Neither player is likely to play another game in the major leagues. All that matters now are their legacies, and the general public has painted a pretty clear picture in that regard.
Most baseball fans think Clemens and Bonds are full of ... well, you know.
In an ESPN.com poll, 67 percent of voters believed McNamee — not the cleanest guy, I remind you — over Clemens. Think if McNamee was a decent, law-abiding citizen. It would have been 85-15. Not even Texans believe their home-state hero (or past hero?). About 63 percent of voters from the Lone Star State believed McNamee over Clemens.
The one thing Clemens got right during the hearing Wednesday is that he'll never be viewed in the same light as before his name appeared in the Mitchell Report. That would be correct.
As crazy as this sounds, Bonds — despite his obvious guilt and gigantic noggin — might end up having more believers than Clemens. There are a couple reasons for this. First off, the majority of Giants fans still love Bonds and are willing to overlook his transgressions — although most of them aren't naive enough to think he didn't take anything. Secondly, in the last poll I saw, the majority of the black population still supported him.
Who would have thought two years ago — or even last July — that Clemens might surpass Bonds as America's most despised baseball player?

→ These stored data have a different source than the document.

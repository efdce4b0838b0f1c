//! CLI entrypoint for agent-arena
//!
//! This is the main binary that wires together all layers using
//! dependency injection.

use anyhow::{Context, Result, anyhow, bail};
use arena_application::{
    CompositeProgress, DomainClassifier, LearningStore, NoProgress, PersistenceSink,
    ProgressNotifier, RaceHistory, RunRaceInput, RunRaceUseCase,
};
use arena_infrastructure::{
    ConfigLoader, FileConfig, FileLearningStore, FilePersistenceSink, KeywordClassifier,
    LlmAgentExecutor, OpenAiCompatGateway,
};
use arena_presentation::{
    Cli, ConsoleFormatter, LogProgress, OutputFormat, ProgressReporter, SimpleProgress,
};
use clap::Parser;
use std::io::IsTerminal;
use std::path::Path;
use std::sync::Arc;
use tracing::{info, warn};
use tracing_appender::non_blocking::WorkerGuard;
use tracing_subscriber::layer::SubscriberExt;
use tracing_subscriber::util::SubscriberInitExt;
use tracing_subscriber::{EnvFilter, Layer};

const LEARNING_SNAPSHOT: &str = "learning.json";

#[tokio::main]
async fn main() -> Result<()> {
    let cli = Cli::parse();

    let _log_guard = init_logging(cli.verbose, cli.log_file.as_deref())?;

    if cli.show_config {
        ConfigLoader::print_config_sources(cli.config.as_ref());
        return Ok(());
    }

    info!("Starting agent-arena");

    let Some(prompt) = cli.prompt_text().map(str::to_string) else {
        bail!("A task prompt is required. Run with --help for usage.");
    };

    // === Configuration ===
    let mut file_config = if cli.no_config {
        ConfigLoader::load_defaults()
    } else {
        ConfigLoader::load(cli.config.as_ref())
            .map_err(|e| anyhow!("failed to load configuration: {}", e))?
    };
    apply_cli_overrides(&cli, &mut file_config);

    for issue in file_config.validate() {
        if !issue.is_error() {
            warn!("{}", issue);
        }
    }
    let config = file_config.to_arena_config()?;

    // === Dependency Injection ===
    let gateway = Arc::new(OpenAiCompatGateway::from_file_config(&file_config.provider)?);
    let executor = Arc::new(LlmAgentExecutor::new(gateway.clone()));

    let data_dir = file_config.storage.resolve_data_dir();
    let store = match &data_dir {
        Some(dir) if file_config.storage.persist => {
            Arc::new(FileLearningStore::open(dir.join(LEARNING_SNAPSHOT))?)
        }
        _ => Arc::new(FileLearningStore::in_memory()),
    };

    let mut use_case = RunRaceUseCase::new(
        gateway,
        executor,
        store.clone() as Arc<dyn LearningStore>,
        store as Arc<dyn RaceHistory>,
        config,
    );
    if let Some(dir) = &data_dir
        && file_config.storage.persist
    {
        let sink = FilePersistenceSink::new(dir)?;
        info!("Persisting races under {}", sink.root().display());
        use_case = use_case.with_persistence(Arc::new(sink) as Arc<dyn PersistenceSink>);
    }

    let category = match cli.category {
        Some(category) => category,
        None => {
            let category = KeywordClassifier::new().classify(&prompt);
            info!("Classified task as {}", category);
            category
        }
    };
    let input = RunRaceInput::new(prompt, category).with_overrides(cli.plan_overrides());

    let progress = progress_for(&cli);
    let outcome = use_case.execute_with_progress(input, progress).await?;

    let output = match cli.output {
        OutputFormat::Full => ConsoleFormatter::format(&outcome),
        OutputFormat::Winner => ConsoleFormatter::format_winner_only(&outcome),
        OutputFormat::Json => ConsoleFormatter::format_json(&outcome),
    };

    println!("{}", output);

    Ok(())
}

/// Console logging filtered by `-v`, plus an optional plain-text log file
fn init_logging(verbose: u8, log_file: Option<&Path>) -> Result<Option<WorkerGuard>> {
    let level = match verbose {
        0 => "warn",
        1 => "info",
        2 => "debug",
        _ => "trace", // -vvv or more
    };

    let console = tracing_subscriber::fmt::layer()
        .with_target(false)
        .with_writer(std::io::stderr)
        .with_filter(EnvFilter::new(level));

    let Some(path) = log_file else {
        tracing_subscriber::registry().with(console).init();
        return Ok(None);
    };

    let file_name = path
        .file_name()
        .with_context(|| format!("log file path has no file name: {}", path.display()))?;
    let dir = path
        .parent()
        .filter(|p| !p.as_os_str().is_empty())
        .unwrap_or_else(|| Path::new("."));
    std::fs::create_dir_all(dir)
        .with_context(|| format!("failed to create log directory {}", dir.display()))?;

    let (writer, guard) = tracing_appender::non_blocking(tracing_appender::rolling::never(
        dir, file_name,
    ));
    let file = tracing_subscriber::fmt::layer()
        .with_writer(writer)
        .with_ansi(false)
        .with_filter(EnvFilter::new(if verbose == 0 { "info" } else { level }));

    tracing_subscriber::registry().with(console).with(file).init();
    Ok(Some(guard))
}

/// Command-line switches beat file and environment settings
fn apply_cli_overrides(cli: &Cli, config: &mut FileConfig) {
    if !cli.persona.is_empty() {
        config.agents.personas = cli.persona.iter().map(|p| p.to_string()).collect();
    }
    if !cli.model.is_empty() {
        config.agents.models = cli.model.clone();
    }
    if let Some(model) = &cli.judge_model {
        config.judge.model = Some(model.clone());
    }
    if cli.no_learning {
        config.learning.enabled = false;
    }
    if cli.no_gate {
        config.gate.enabled = false;
    }
}

fn progress_for(cli: &Cli) -> Arc<dyn ProgressNotifier> {
    let console: Option<Arc<dyn ProgressNotifier>> = if cli.quiet {
        None
    } else if std::io::stderr().is_terminal() {
        Some(Arc::new(if cli.verbose > 0 {
            ProgressReporter::verbose()
        } else {
            ProgressReporter::new()
        }))
    } else if cli.output != OutputFormat::Json {
        Some(Arc::new(SimpleProgress::new(cli.verbose > 0)))
    } else {
        None
    };

    match (console, cli.log_file.is_some()) {
        (Some(console), true) => {
            let log: Arc<dyn ProgressNotifier> = Arc::new(LogProgress);
            Arc::new(CompositeProgress::new(vec![console, log]))
        }
        (Some(console), false) => console,
        (None, true) => Arc::new(LogProgress),
        (None, false) => Arc::new(NoProgress),
    }
}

Now, it's possible.
And it really is all that matters — how the public views both players.
Of course, there will be plenty of debate in terms of their HOF resumes. Baseball writers will argue long and hard about whether they belong in the sacred shrine of Cooperstown. Plenty of media coverage will be given to those proceedings.
But even if Clemens and Bonds becomes members of the Hall of Fame, that won't change the opinion of all us baseball fans who know — or are at least fairly sure — they cheated to achieve some of their success and set their amazing records.
As long as we educate the following generations about the tainted legacies of Clemens and Bonds, they'll never — as Clemens said — be solely viewed as great baseball players by the majority of baseball enthusiasts.
They'll be remembered as all-time greats who cheated.
As much as I'd like to see the truth forced out of them, I'm not holding my breath.
How they're viewed by this country's baseball fans is a good enough punishment.